DRGs were dissected from mice (C57BL/6J) and collected in Ham’s F12 medium (BioWest, Nuaillé, France). Digestion was followed by collagenase type II (240 U/mL, Sigma, Taufkirchen, Germany) for 1 h and trypsin (10,000 U/mL, Sigma) for 10 min at 37 °C. DRG cells were suspended in Ham’s F12 medium, dispersed by mechanical trituration with a fire-polished Pasteur pipette, and collected by centrifugation (500× g for 8 min). Cell pellets were suspended in Ham’s F12 medium and 10% heat-inactivated horse serum (Sigma) supplemented with 1 mM glutamine (Sigma), 1% PenStrep (Thermo Fisher Scientific, Waltham, MA, USA), and 50 ng/mL nerve growth factor (Enzo, Lörrach, Germany). Cells were seeded on Nunclon-12-well-plates (Thermo Fisher) coated with poly-L-Lysine (PLL, 50 µg/mL, Sigma) and placed at 37 °C in a humidified incubator fumigated with 5% CO2 and air. Cells were used within 20–30 h of culture.

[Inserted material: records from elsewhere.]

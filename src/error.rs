use thiserror::Error;

/// Step-level failure taxonomy. Each pipeline stage builds its own variant
/// at the failure site; the launcher surfaces the first failure and stops.
#[derive(Debug, Error)]
pub enum PipelineError {
    #[error("story source unavailable: {0}")]
    SourceUnavailable(String),

    #[error("speech synthesis failed: {0}")]
    SynthesisFailed(String),

    #[error("video composition failed: {0}")]
    CompositionFailed(String),

    #[error("missing configuration: {0}")]
    Config(String),

    #[error("io error: {0}")]
    Io(#[from] std::io::Error),
}

pub type Result<T> = std::result::Result<T, PipelineError>;
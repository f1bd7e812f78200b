use clap::Parser;

#[derive(Parser, Debug)]
pub struct Args {
    /// Subreddit to pull the story from.
    #[clap(long, default_value = "AmItheAsshole")]
    pub subreddit: String,

    #[clap(long, default_value = "./res/bg.mp4")]
    pub background: String,

    #[clap(long, default_value = "final_video.mp4")]
    pub out: String,

    #[clap(long, default_value = "narration.mp3")]
    pub narration: String,

    /// How many hot posts to consider per run.
    #[clap(long, default_value_t = 25)]
    pub limit: usize,

    /// Max characters per TTS request; the service rejects long inputs.
    #[clap(long, default_value_t = 180)]
    pub chunk_chars: usize,

    /// TTS language code.
    #[clap(long, default_value = "en")]
    pub voice_lang: String,

    /// Accent-selecting domain suffix (com, co.uk, com.au, co.in, ca).
    #[clap(long, default_value = "com")]
    pub voice_tld: String,

    /// Narration tempo multiplier; 1.0 keeps the raw voice speed.
    #[clap(long, default_value_t = 1.5)]
    pub speed: f64,

    /// Trim the story at sentence boundaries so the finished video stays
    /// under this many seconds.
    #[clap(long)]
    pub max_seconds: Option<f64>,
}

4.4. Stimulation of Cells, SDS-PAGE, and Immunoblotting

BV2 cells and primary DRG neurons from normal mice were starved overnight (BV2 cells) or for 3 h (DRG) in pure DMEM prior to stimulation. For signaling analysis, cells were treated with 25 ng/mL recombinant mouse EGF (ImmunoTools, Friesoythe, Germany) or hyper-IL-6 (25 ng/mL, R&D Systems, Minneapolis, MN, USA), a fusion protein of IL-6 and its soluble IL-6 receptor [36], for different periods of time. In some experiments, stimulation was combined with application of gefitinib (200 nM). Gefitinib inhibits the EGFR family of tyrosine kinases by preventing the binding of ATP to the tyrosine domain of EGFR, thereby blocking EGFR activation [33]. In this case, the inhibitor was preincubated for 30 min and always present during agonist stimulations. The reaction was stopped on ice, the medium was aspirated, and the cells were scraped and harvested with RIPA lysis buffer [20 mM Tris-HCl, 150 mM NaCl, 2.5 mM Na4P2O7, 1 mM EGTA, 1 mM β-glycerophosphate, 1% C24H39NaO4, 1% NP-40, pH 7.4, freshly supplemented with protease inhibitor cocktail tablets (Roche, Mannheim, Germany)]. After a freeze–thaw cycle, cell lysates were centrifuged and Laemmli loading buffer was added to the supernatants. The stimulation experiments were repeated at least three times.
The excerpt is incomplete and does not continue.